The Dude Grows Show

Terps evaporating during grow

Books like Mr Grow It suggest temps of 75f to 85f during weeks 1-3 of flower then 65f -80f during weeks 4+. Should temps not be kept at 60-65f during the whole flower cycle? If terps evaporate during the dry/cure with higher temps then surely they can do the same while growing. Logically temps should be 60-65f during all of the flower cycle right?

Thanks DGC


4 responses to “Terps evaporating during grow”

  1. J Mystro Avatar

    Low temps would be ideal if we were just growing trichomes, but we’re growing plants with trichomes. Plants need ideal temps for ideal growth. Plants don’t like it cold. Terps are always going to volatize. It’s what you smell every time you go in a grow room or drying room.

  2. Evil Coach Steve Avatar

    If you’re gonna grow a plant, learn how plants grow.

  3. PacNW Dan Avatar

    I’m skeptical of the “terps evaporating” mantra. You NEED the heat just to grow the plant. No sense worrying about 1% of your terps offgassing at 80F and solving it by cutting off 40% of your plant growth and yield by running the grow too cool.
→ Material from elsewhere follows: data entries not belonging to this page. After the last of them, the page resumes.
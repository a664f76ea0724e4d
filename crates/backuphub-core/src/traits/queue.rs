//! Job queue enqueue contract.

use async_trait::async_trait;

use crate::result::AppResult;
use crate::types::JobName;

/// Anything that can accept a job for later dispatch.
#[async_trait]
pub trait JobEnqueuer: Send + Sync + std::fmt::Debug + 'static {
    /// Enqueue one job of the given type.
    async fn queue(&self, job: JobName) -> AppResult<()>;
}
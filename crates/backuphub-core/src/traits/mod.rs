//! Collaborator contracts defined in `backuphub-core` and implemented by
//! other crates.

pub mod config;
pub mod cron;
pub mod lock;
pub mod queue;

pub use config::{ConfigListener, ConfigProvider};
pub use cron::{CronAction, CronJobSpec, CronRegistry};
pub use lock::{LockStore, MemoryLockStore};
pub use queue::JobEnqueuer;
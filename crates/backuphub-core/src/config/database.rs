//! Database configuration.

use serde::{Deserialize, Serialize};

/// Database connection parameters and pool configuration.
///
/// The same parameters serve the connection pool and the dump utility, so
/// they are kept as discrete fields instead of a single URL.
#[derive(Clone, Serialize, Deserialize)]
pub struct DatabaseConfig {
    /// Database host name.
    #[serde(default = "default_host")]
    pub host: String,
    /// Database port.
    #[serde(default = "default_port")]
    pub port: u16,
    /// Login role.
    #[serde(default = "default_username")]
    pub username: String,
    /// Login password. Never logged.
    #[serde(default)]
    pub password: String,
    /// Database name used by the connection pool.
    #[serde(default = "default_name")]
    pub name: String,
    /// Maximum number of connections in the pool.
    #[serde(default = "default_max_connections")]
    pub max_connections: u32,
    /// Minimum number of connections in the pool.
    #[serde(default = "default_min_connections")]
    pub min_connections: u32,
    /// Connection timeout in seconds.
    #[serde(default = "default_connect_timeout")]
    pub connect_timeout_seconds: u64,
    /// Idle connection timeout in seconds.
    #[serde(default = "default_idle_timeout")]
    pub idle_timeout_seconds: u64,
}

impl DatabaseConfig {
    /// Build a PostgreSQL connection URL from the discrete parameters.
    pub fn connection_url(&self) -> String {
        if self.password.is_empty() {
            format!(
                "postgres://{}@{}:{}/{}",
                self.username, self.host, self.port, self.name
            )
        } else {
            format!(
                "postgres://{}:{}@{}:{}/{}",
                self.username, self.password, self.host, self.port, self.name
            )
        }
    }
}

impl std::fmt::Debug for DatabaseConfig {
    fn fmt(&self, f: &mut std::fmt::Formatter<'_>) -> std::fmt::Result {
        f.debug_struct("DatabaseConfig")
            .field("host", &self.host)
            .field("port", &self.port)
            .field("username", &self.username)
            .field("password", &"****")
            .field("name", &self.name)
            .field("max_connections", &self.max_connections)
            .field("min_connections", &self.min_connections)
            .finish_non_exhaustive()
    }
}

impl Default for DatabaseConfig {
    fn default() -> Self {
        Self {
            host: default_host(),
            port: default_port(),
            username: default_username(),
            password: String::new(),
            name: default_name(),
            max_connections: default_max_connections(),
            min_connections: default_min_connections(),
            connect_timeout_seconds: default_connect_timeout(),
            idle_timeout_seconds: default_idle_timeout(),
        }
    }
}

fn default_host() -> String {
    "localhost".to_string()
}

fn default_port() -> u16 {
    5432
}

fn default_username() -> String {
    "postgres".to_string()
}

fn default_name() -> String {
    "backuphub".to_string()
}

fn default_max_connections() -> u32 {
    10
}

fn default_min_connections() -> u32 {
    1
}

fn default_connect_timeout() -> u64 {
    10
}

fn default_idle_timeout() -> u64 {
    300
}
Better to run your plants in their intended range (generally 75-83ish) and evaporate 1% of your terps as you’ll still be way better off in the end.

  4. Soup Avatar

    During the grow your plant is constantly producing new terps, so any lost to evaporation can be replaced. Once the plant has been harvested its metabolism slows to a halt, so dropping temps to help preserve terps becomes a lot more important.

    Running 60-65 degrees during the whole grow will slow plants down and negatively effect yield. This is especially true in early to mid flower when the plant is still stretching and stacking bud sites. Theres also not really much “terps” to worry about in early flower anyway, so you’re better off focusing on plant health and yield for the first month of bloom.

    Once you reach the second month of flower your plants are more focused on growing trichs than biomass, so dropping the temps makes a lot more sense. Reducing temps in late flower can bring out color and possibly some flavor, but it can also still hurt yield if you take it too far.

    All of this stuff regarding temps is also very “strain dependent”. Some genetics benefit more than others and some plants can lose a lot of yield if you drop temps too much or too early. It usually takes some practice and experience with your specific strain to really dial it in and get the best results.